THE owner of a Cumbrian tattoo business illegally used prescription drugs as he battled to overcome a steroids habit linked to his body building, a court heard.
Kirk Venning, 42, got into trouble after UK Border Force officials intercepted a parcel that had been sent to him from overseas, and found that it contained what a judge said was a “cornucopia” of illicit drugs.
The defendant, recently of Carlisle but with an address at Crookfields, Kendal, admitted two illegal drug importation offences and five charges of illegally possessing mostly prescription only but also cannabis.
But prosecutors accepted that there was no evidence the defendant was ever involved in dealing any of those drugs.
Gerard Rogerson, prosecuting, said the alarm was raised in September, 2021, when UK Border Force officials intercepted a package that had been addressed to the defendant, at that time living in a shed in his mother’s garden in Kendal.

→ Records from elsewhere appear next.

//! # weighted-levenshtein
//!
//! Levenshtein distance with pluggable per-character edit costs.
//!
//! The classic edit distance charges 1 for every insertion, deletion and
//! substitution. This library lets each of the three operations be priced by
//! an arbitrary function of the characters involved, so that, for example,
//! whitespace can be free to insert, accented letters cheap to substitute for
//! their base letter, or deletions more expensive than insertions.
//!
//! Distances are computed over Unicode scalar values (`char`s), never bytes,
//! using the single-row Wagner–Fischer dynamic program.
//!
//! ## Example
//!
//! ```rust
//! use weighted_levenshtein::cost::{InsertCost, DeleteCost, ReplaceCost};
//! use weighted_levenshtein::WeightedLevenshtein;
//!
//! // Unit costs give the classic distance
//! let lev = WeightedLevenshtein::new();
//! assert_eq!(lev.distance("kitten", "sitting"), 3.0);
//!
//! // Custom costs
//! let lev = WeightedLevenshtein::builder()
//!     .insert_cost(InsertCost::constant(1.1))
//!     .delete_cost(DeleteCost::constant(1.2))
//!     .replace_cost(ReplaceCost::mismatch(2.2))
//!     .build();
//! assert_eq!(lev.distance("abc", "xbc"), 2.2);
//! ```
//!
//! ## Composing costs
//!
//! Several candidate cost functions of the same kind can be merged into one
//! with [`cost::compose_insert_cost`] and friends, or their weighted
//! counterparts:
//!
//! ```rust
//! use weighted_levenshtein::cost::{compose_insert_cost, ComposeStrategy, InsertCost};
//!
//! let cheap_space = InsertCost::new(|c| if c == ' ' { 0.1 } else { 1.0 });
//! let cheap_digit = InsertCost::new(|c| if c.is_ascii_digit() { 0.5 } else { 1.0 });
//!
//! let insert = compose_insert_cost(ComposeStrategy::Min, [cheap_space, cheap_digit])?;
//! assert_eq!(insert.cost(' '), 0.1);
//! assert_eq!(insert.cost('7'), 0.5);
//! assert_eq!(insert.cost('x'), 1.0);
//! # Ok::<(), weighted_levenshtein::CostError>(())
//! ```

#![warn(missing_docs)]
#![warn(clippy::all)]

pub mod cost;
pub mod distance;
pub mod error;

#[cfg(feature = "serialization")]
pub mod config;

pub use crate::distance::{EditDistance, WeightedLevenshtein, WeightedLevenshteinBuilder};
pub use crate::error::{CostError, InvalidWeightReason};

/// Common imports for convenient usage
pub mod prelude {
    pub use crate::cost::{
        compose_delete_cost, compose_insert_cost, compose_replace_cost,
        compose_weighted_delete_cost, compose_weighted_insert_cost, compose_weighted_replace_cost,
        CharCosts, ComposeStrategy, CostKind, DeleteCost, InsertCost, ReplaceCost,
        SubstitutionCosts, SubstitutionPreset, WeightedEntry,
    };
    pub use crate::distance::{EditDistance, WeightedLevenshtein, WeightedLevenshteinBuilder};
    pub use crate::error::{CostError, InvalidWeightReason};

    #[cfg(feature = "serialization")]
    pub use crate::config::{ConfigError, CostConfig};
}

Inside the package investigators found a range of drugs, including the tranquilliser zopiclone, used to treat sleeping problems and Tapentadol, an opioid analgesic.
“The police arrested Mr Venning on October 21 at Kendal Road, Staveley,” said the prosecutor. Officers had stopped the defendant as he drove his Subaru car, which was searched. In it, police found red tablets.
The defendant was carrying £1,600 in cash. A search of Venning’s home uncovered yet more drugs, including the magic mushroom chemical psilocin, and cannabis worth £6,290. The total value of the various drugs was just over £8,000, the court heard.
Mr Rogerson said Venning lived in a garden shed next to his mother’s house but had access to his mother’s property. In a drawer in her bedroom officers found a further £7,290 in cash.
Mr Rogerson said an examination of the defendant’s mobile phone showed that he had been communicating with a dealer of the drugs, who told Venning his stock had been seized by customs officials.
The defendant consequently agreed that his drug “orders” could be delivered directly to his home address. When interviewed, Venning told police he used the Tapentadol for pain relief and to help him sleep.
He said he initially spoke to the supplier to ask advice about coming off steroids and had placed orders over the phone. “The drugs would arrived a couple of days later; he said he’d done that three or four times in the previous year,” said Mr Rogerson.
“He said he also used cannabis, cocaine, Ecstasy, and other drugs on occasions." Venning ran his own tattoo business, earning around £19,000 a year and that was the source of the money police found.
Jamie Adam, for Venning, said the defendant had run a successful family roofing business but his drug use had lead to the break-up of his marriage. “He became a body builder and got hooked on steroids,” said the barrister.
It was that steroid use that prompted him to contact the overseas dealer to get the illegal medication that would help him overcome that addiction. There was no question that he had ever dealt those drugs.
“He is putting his life back together,” said the barrister, saying that Venning wanted help and no longer took the harmful drugs he was using. Recorder Julian Shaw commented that Venning acquired a "veritable cornucopia of chemicals."
He told the defendant: “You managed to get yourself involved in taking and purchasing so many drugs... You didn’t have an easy start in life but you made something of your life and all credit to you for that.
“But sadly as a result of alcohol and too many drugs your life started to fall apart. You became addicted to opioid type pain killers. You found a contact through whom you could acquire those tablets and I am quite satisfied they were all for your personal use.”
The money police seized will be returned to Venning, though most of it will be swallowed up by the fines he was given.
For the drug possession offences, the judge imposed fines of £4,900 and for the two illegal drug importation offences Venning was fined £2,500. With the addition of costs, the defendant’s debt to the court was £7,740.